Thinking outside the box

Median and Weighted Median calculations

Hi all!

This is my first blog post here at sqlblog.com after some convincing arguments made by Adam Machanic.
Some of you know me as Peso, and I have mostly blogged at SQLTeam.com before.

Yesterday Joe Celko posted a query on microsoft.public.sqlserver.programming newsgroup of how to write an elegant query for Weighted Median calculation.
He managed to get the correct results but also ended up with some pretty ugly code. Joe also wrote he had a feeling of an elegant query should exist but was not seeing it.

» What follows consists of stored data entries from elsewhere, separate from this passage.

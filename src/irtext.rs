// auto-generated: "lalrpop 0.20.2"
// sha3: db494b569f694f2b131710745ac02435ea648531ae51e30004321306dba18247
use crate::asm::{BinOp, Cond, Operand, Temp, UnOp};
use crate::ast::*;
use crate::lex::Token;
#[allow(unused_extern_crates)]
extern crate lalrpop_util as __lalrpop_util;
#[allow(unused_imports)]
use self::__lalrpop_util::state_machine as __state_machine;
extern crate core;
extern crate alloc;
//! Level-of-detail tiers for ragdolls.
//!
//! Characters far from the camera do not need articulated limbs. This
//! module classifies each character into a tier; the engine turns the
//! tier into simple physics or a skipped animation update.
//!
//! | Tier | Who | Limbs | Animation |
//! |------|-----|-------|-----------|
//! | `Full` | On screen or close | simulated | every step |
//! | `Simple` | Off screen, within `dormant_distance` | carried by the collider | collider only |
//! | `Dormant` | Beyond `dormant_distance` | carried by the collider | skipped |
//!
//! ```
//! use baro_logic::lod::{classify_ragdoll, LodConfig, LodTier};
//!
//! let config = LodConfig::default();
//! assert_eq!(classify_ragdoll(5.0, true, &config), LodTier::Full);
//! assert_eq!(classify_ragdoll(500.0, false, &config), LodTier::Dormant);
//! ```

use serde::{Deserialize, Serialize};

/// Simulation tier of one character.
#[derive(Debug, Clone, Copy, PartialEq, Eq, Hash, Serialize, Deserialize)]
pub enum LodTier {
    Full,
    /// Limbs disabled and carried along with the collider.
    Simple,
    /// No animation update at all; the collider still integrates.
    Dormant,
}

impl LodTier {
    pub fn simple_physics(self) -> bool {
        !matches!(self, LodTier::Full)
    }

    pub fn animates(self) -> bool {
        !matches!(self, LodTier::Dormant)
    }
}

#[derive(Debug, Clone, PartialEq, Serialize, Deserialize)]
#[serde(default)]
pub struct LodConfig {
    /// Off-screen characters beyond this distance lose their limbs.
    pub simple_distance: f32,
    /// Characters beyond this distance stop animating.
    pub dormant_distance: f32,
    /// Extra distance an on-screen character may be from the camera and
    /// still count as close.
    pub on_screen_margin: f32,
}

impl Default for LodConfig {
    fn default() -> Self {
        Self {
            simple_distance: 30.0,
            dormant_distance: 150.0,
            on_screen_margin: 10.0,
        }
    }
}

/// Classify a character by its distance to the camera.
///
/// On-screen characters are always `Full` unless they are implausibly far
/// (beyond the dormant distance plus the margin).
pub fn classify_ragdoll(distance: f32, on_screen: bool, config: &LodConfig) -> LodTier {
    if !distance.is_finite() {
        return LodTier::Dormant;
    }
    if on_screen {
        if distance <= config.dormant_distance + config.on_screen_margin {
            return LodTier::Full;
        }
        return LodTier::Dormant;
    }
    if distance <= config.simple_distance {
        LodTier::Full
    } else if distance <= config.dormant_distance {
        LodTier::Simple
    } else {
        LodTier::Dormant
    }
}

#[cfg(test)]
mod tests {
    use super::*;

    #[test]
    fn test_close_is_full() {
        let config = LodConfig::default();
        assert_eq!(classify_ragdoll(0.0, false, &config), LodTier::Full);
        assert_eq!(classify_ragdoll(30.0, false, &config), LodTier::Full);
    }

    #[test]
    fn test_off_screen_mid_range_is_simple() {
        let config = LodConfig::default();
        assert_eq!(classify_ragdoll(31.0, false, &config), LodTier::Simple);
        assert_eq!(classify_ragdoll(100.0, true, &config), LodTier::Full);
    }

    #[test]
    fn test_far_is_dormant() {
        let config = LodConfig::default();
        assert_eq!(classify_ragdoll(151.0, false, &config), LodTier::Dormant);
        assert_eq!(classify_ragdoll(f32::NAN, true, &config), LodTier::Dormant);
    }

    #[test]
    fn test_tier_flags() {
        assert!(!LodTier::Full.simple_physics());
        assert!(LodTier::Simple.simple_physics());
        assert!(LodTier::Simple.animates());
        assert!(!LodTier::Dormant.animates());
    }
}
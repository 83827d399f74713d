//! 2D vector type and angle helpers shared by physics and animation.
//!
//! All angles are radians, counter-clockwise, in simulation units.

use serde::{Deserialize, Serialize};
use std::f32::consts::{PI, TAU};

/// 2D vector in simulation units.
#[derive(Debug, Clone, Copy, Default, Serialize, Deserialize, PartialEq)]
pub struct Vec2 {
    pub x: f32,
    pub y: f32,
}

impl Vec2 {
    pub const ZERO: Self = Self { x: 0.0, y: 0.0 };
    pub const UNIT_X: Self = Self { x: 1.0, y: 0.0 };
    pub const UNIT_Y: Self = Self { x: 0.0, y: 1.0 };

    pub const fn new(x: f32, y: f32) -> Self {
        Self { x, y }
    }

    pub fn length_squared(self) -> f32 {
        self.x * self.x + self.y * self.y
    }

    pub fn length(self) -> f32 {
        self.length_squared().sqrt()
    }

    pub fn distance(self, other: Self) -> f32 {
        (other - self).length()
    }

    /// Unit vector in the same direction, or zero for a zero-length vector.
    pub fn normalize(self) -> Self {
        let len = self.length();
        if len > 0.0 {
            Self::new(self.x / len, self.y / len)
        } else {
            Self::ZERO
        }
    }

    pub fn dot(self, other: Self) -> f32 {
        self.x * other.x + self.y * other.y
    }

    /// Z component of the 3D cross product of two vectors in the XY plane.
    pub fn cross(self, other: Self) -> f32 {
        self.x * other.y - self.y * other.x
    }

    /// Rotate counter-clockwise by `angle` radians.
    pub fn rotate(self, angle: f32) -> Self {
        let (s, c) = angle.sin_cos();
        Self::new(self.x * c - self.y * s, self.x * s + self.y * c)
    }

    /// Perpendicular vector, `(-y, x)`.
    pub fn perp(self) -> Self {
        Self::new(-self.y, self.x)
    }

    pub fn lerp(self, target: Self, t: f32) -> Self {
        self + (target - self) * t
    }

    /// Component-wise smooth step toward `target`.
    pub fn smooth_step(self, target: Self, amount: f32) -> Self {
        Self::new(
            smooth_step(self.x, target.x, amount),
            smooth_step(self.y, target.y, amount),
        )
    }

    /// Angle of the vector measured from +X.
    pub fn to_angle(self) -> f32 {
        self.y.atan2(self.x)
    }

    /// Unit vector pointing along `angle`.
    pub fn from_angle(angle: f32) -> Self {
        let (s, c) = angle.sin_cos();
        Self::new(c, s)
    }

    pub fn is_valid(self) -> bool {
        self.x.is_finite() && self.y.is_finite()
    }

    pub fn with_x(self, x: f32) -> Self {
        Self::new(x, self.y)
    }

    pub fn with_y(self, y: f32) -> Self {
        Self::new(self.x, y)
    }
}

impl std::ops::Add for Vec2 {
    type Output = Self;
    fn add(self, other: Self) -> Self {
        Self::new(self.x + other.x, self.y + other.y)
    }
}

impl std::ops::AddAssign for Vec2 {
    fn add_assign(&mut self, other: Self) {
        self.x += other.x;
        self.y += other.y;
    }
}

impl std::ops::Sub for Vec2 {
    type Output = Self;
    fn sub(self, other: Self) -> Self {
        Self::new(self.x - other.x, self.y - other.y)
    }
}

impl std::ops::SubAssign for Vec2 {
    fn sub_assign(&mut self, other: Self) {
        self.x -= other.x;
        self.y -= other.y;
    }
}

impl std::ops::Mul<f32> for Vec2 {
    type Output = Self;
    fn mul(self, scalar: f32) -> Self {
        Self::new(self.x * scalar, self.y * scalar)
    }
}

impl std::ops::Div<f32> for Vec2 {
    type Output = Self;
    fn div(self, scalar: f32) -> Self {
        Self::new(self.x / scalar, self.y / scalar)
    }
}

impl std::ops::Neg for Vec2 {
    type Output = Self;
    fn neg(self) -> Self {
        Self::new(-self.x, -self.y)
    }
}

/// Wrap an angle into `[0, 2π)`.
pub fn wrap_angle_two_pi(angle: f32) -> f32 {
    if !angle.is_finite() {
        return 0.0;
    }
    let wrapped = angle.rem_euclid(TAU);
    // rem_euclid can round up to exactly TAU for tiny negative inputs
    if wrapped >= TAU {
        0.0
    } else {
        wrapped
    }
}

/// Wrap an angle into `(-π, π]`.
pub fn wrap_angle_pi(angle: f32) -> f32 {
    let wrapped = wrap_angle_two_pi(angle);
    if wrapped > PI {
        wrapped - TAU
    } else {
        wrapped
    }
}

/// Signed shortest rotation that takes `from` to `to`.
pub fn shortest_angle(from: f32, to: f32) -> f32 {
    wrap_angle_pi(to - from)
}

pub fn lerp(a: f32, b: f32, t: f32) -> f32 {
    a + (b - a) * t
}

/// Hermite smooth step from `a` to `b`; `amount` is clamped to `[0, 1]`.
pub fn smooth_step(a: f32, b: f32, amount: f32) -> f32 {
    let t = amount.clamp(0.0, 1.0);
    lerp(a, b, t * t * (3.0 - 2.0 * t))
}

/// Replace NaN/infinite values with zero.
pub fn valid_or_zero(value: f32) -> f32 {
    if value.is_finite() {
        value
    } else {
        0.0
    }
}

/// Reflect `angle` about the axis at `axis` radians.
pub fn reflect_angle(angle: f32, axis: f32) -> f32 {
    2.0 * axis - angle
}

#[cfg(test)]
mod tests {
    use super::*;

    #[test]
    fn test_wrap_two_pi_bounds() {
        for a in [-100.0f32, -TAU, -0.0001, 0.0, 3.0, TAU, 1000.0] {
            let w = wrap_angle_two_pi(a);
            assert!((0.0..TAU).contains(&w), "{} wrapped to {}", a, w);
        }
        assert_eq!(wrap_angle_two_pi(f32::NAN), 0.0);
    }

    #[test]
    fn test_shortest_angle_crosses_zero() {
        let d = shortest_angle(0.1, TAU - 0.1);
        assert!((d + 0.2).abs() < 1e-4);
    }

    #[test]
    fn test_smooth_step_endpoints() {
        assert_eq!(smooth_step(2.0, 4.0, 0.0), 2.0);
        assert_eq!(smooth_step(2.0, 4.0, 1.0), 4.0);
        assert_eq!(smooth_step(2.0, 4.0, 5.0), 4.0);
        assert!((smooth_step(0.0, 1.0, 0.5) - 0.5).abs() < 1e-6);
    }

    #[test]
    fn test_rotate_quarter_turn() {
        let v = Vec2::UNIT_X.rotate(PI / 2.0);
        assert!(v.x.abs() < 1e-6);
        assert!((v.y - 1.0).abs() < 1e-6);
    }

    #[test]
    fn test_reflect_angle() {
        assert!((reflect_angle(0.3, 0.0) + 0.3).abs() < 1e-6);
        assert!((reflect_angle(0.0, PI / 2.0) - PI).abs() < 1e-6);
    }
}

Anyway, since some of Celko's books have helped me in the past, I thought I should return the favor.

Consider this sample data


DECLARE @Foo TABLE
        (
            x SMALLMONEY NOT NULL
        )

INSERT  @Foo
VALUES  (1),
        (2),
        (2),
        (3),
        (3),
        (3)

The most common approach to calculate the median value I have seen is

SELECT  AVG(x)
FROM    (
            SELECT  x,
                    ROW_NUMBER() OVER (ORDER BY x DESC) AS a,
                    ROW_NUMBER() OVER (ORDER BY x) AS b
            FROM    @Foo
        ) AS d
WHERE   b - a BETWEEN -1 AND 1

It's a great method and it works in almost all cases. Yes, in almost all cases. There are circumstances where SQL Server will not give the correct result.
Adam Machanic has described the problem in this Connect issue. It seems the table need some key to work properly, but as seen with Celko's sample data, there is no key in this scenario.

x       a  b  a-b
1.0000  6  1    5
2.0000  4  2    2
2.0000  5  3    2
3.0000  1  4   -3
3.0000  2  5   -3
3.0000  3  6   -3

As you can see, the difference calculated by a-b suddenly doesn't match!
How can we overcome this behaviour? How can we write a piece of code that works all times?
It's not that hard. See this query.

-- Median by Peso
SELECT  AVG(x)
FROM    (
            SELECT  x,
                    2 * ROW_NUMBER() OVER (ORDER BY x) - COUNT(*) OVER () AS y
            FROM    @Foo
        ) AS d
WHERE   y BETWEEN 0 AND 2

Yes it works! And now how to do the weighted median? Well, we follow the same approach and write this piece of code.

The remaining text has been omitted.